◆ **Study material**
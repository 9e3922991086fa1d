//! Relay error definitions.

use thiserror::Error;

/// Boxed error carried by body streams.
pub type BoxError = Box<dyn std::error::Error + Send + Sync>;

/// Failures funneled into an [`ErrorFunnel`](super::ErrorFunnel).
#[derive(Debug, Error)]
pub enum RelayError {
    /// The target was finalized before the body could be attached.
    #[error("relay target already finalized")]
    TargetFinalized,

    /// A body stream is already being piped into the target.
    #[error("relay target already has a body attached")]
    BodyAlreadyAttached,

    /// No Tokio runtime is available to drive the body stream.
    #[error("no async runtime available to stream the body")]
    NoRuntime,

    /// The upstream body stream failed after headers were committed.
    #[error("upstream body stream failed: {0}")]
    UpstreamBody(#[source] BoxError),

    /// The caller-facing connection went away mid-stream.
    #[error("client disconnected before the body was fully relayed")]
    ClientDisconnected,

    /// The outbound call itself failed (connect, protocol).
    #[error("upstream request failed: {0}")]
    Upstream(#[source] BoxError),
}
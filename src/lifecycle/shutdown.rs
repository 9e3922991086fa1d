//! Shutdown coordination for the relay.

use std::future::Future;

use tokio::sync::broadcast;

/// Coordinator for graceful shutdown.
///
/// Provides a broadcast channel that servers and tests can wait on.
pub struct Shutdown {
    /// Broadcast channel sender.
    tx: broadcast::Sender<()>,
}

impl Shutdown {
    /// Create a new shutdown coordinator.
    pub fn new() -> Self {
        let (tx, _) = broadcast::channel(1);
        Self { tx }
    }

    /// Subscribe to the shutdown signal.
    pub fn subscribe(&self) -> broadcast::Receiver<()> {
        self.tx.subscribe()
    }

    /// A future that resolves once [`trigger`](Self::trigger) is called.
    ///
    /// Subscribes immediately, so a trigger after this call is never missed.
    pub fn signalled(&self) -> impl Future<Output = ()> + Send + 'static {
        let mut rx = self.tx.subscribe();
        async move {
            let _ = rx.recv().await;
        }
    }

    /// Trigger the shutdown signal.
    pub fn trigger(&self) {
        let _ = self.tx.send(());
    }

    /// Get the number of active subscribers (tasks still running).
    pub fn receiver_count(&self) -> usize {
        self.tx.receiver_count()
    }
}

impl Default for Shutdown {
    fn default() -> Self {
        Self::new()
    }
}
--
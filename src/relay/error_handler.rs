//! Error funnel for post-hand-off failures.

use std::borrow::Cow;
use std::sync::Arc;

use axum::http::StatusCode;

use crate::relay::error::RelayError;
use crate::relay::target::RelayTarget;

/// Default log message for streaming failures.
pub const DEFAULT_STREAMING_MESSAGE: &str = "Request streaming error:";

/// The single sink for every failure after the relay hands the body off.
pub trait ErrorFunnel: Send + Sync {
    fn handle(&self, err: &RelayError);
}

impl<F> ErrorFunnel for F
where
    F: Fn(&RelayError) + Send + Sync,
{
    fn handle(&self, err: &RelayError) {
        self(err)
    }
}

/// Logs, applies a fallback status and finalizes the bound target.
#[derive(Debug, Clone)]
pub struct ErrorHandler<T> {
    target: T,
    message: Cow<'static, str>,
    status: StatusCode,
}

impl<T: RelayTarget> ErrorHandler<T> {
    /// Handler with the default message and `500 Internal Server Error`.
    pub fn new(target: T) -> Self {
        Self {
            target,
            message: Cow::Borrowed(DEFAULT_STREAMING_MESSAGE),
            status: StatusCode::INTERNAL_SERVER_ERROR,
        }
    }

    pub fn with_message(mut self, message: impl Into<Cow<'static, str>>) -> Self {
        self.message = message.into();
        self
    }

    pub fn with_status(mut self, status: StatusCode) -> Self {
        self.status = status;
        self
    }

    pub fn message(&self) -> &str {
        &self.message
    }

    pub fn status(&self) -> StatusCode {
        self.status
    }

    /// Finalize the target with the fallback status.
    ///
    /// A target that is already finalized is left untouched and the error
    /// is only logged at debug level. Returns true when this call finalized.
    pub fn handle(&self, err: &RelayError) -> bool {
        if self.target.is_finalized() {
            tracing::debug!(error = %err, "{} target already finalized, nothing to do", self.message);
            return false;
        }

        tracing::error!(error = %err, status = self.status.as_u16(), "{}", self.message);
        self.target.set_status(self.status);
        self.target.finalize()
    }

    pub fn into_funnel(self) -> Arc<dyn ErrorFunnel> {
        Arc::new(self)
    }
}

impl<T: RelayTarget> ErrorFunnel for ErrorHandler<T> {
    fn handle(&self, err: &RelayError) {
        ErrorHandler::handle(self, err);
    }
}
==
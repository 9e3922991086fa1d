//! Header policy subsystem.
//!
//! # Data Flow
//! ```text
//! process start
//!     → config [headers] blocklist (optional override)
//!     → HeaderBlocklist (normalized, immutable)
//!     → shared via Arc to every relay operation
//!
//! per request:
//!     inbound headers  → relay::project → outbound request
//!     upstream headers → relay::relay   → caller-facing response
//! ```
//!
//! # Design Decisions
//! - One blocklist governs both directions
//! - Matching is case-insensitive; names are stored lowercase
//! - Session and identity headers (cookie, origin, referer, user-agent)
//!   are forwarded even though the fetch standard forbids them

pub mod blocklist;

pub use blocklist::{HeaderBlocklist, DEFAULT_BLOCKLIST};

◆ **Task directions**
Say how many lines of the data above have the string "source" in them, and write nothing besides that number.

◆ **Result of the exercise**
2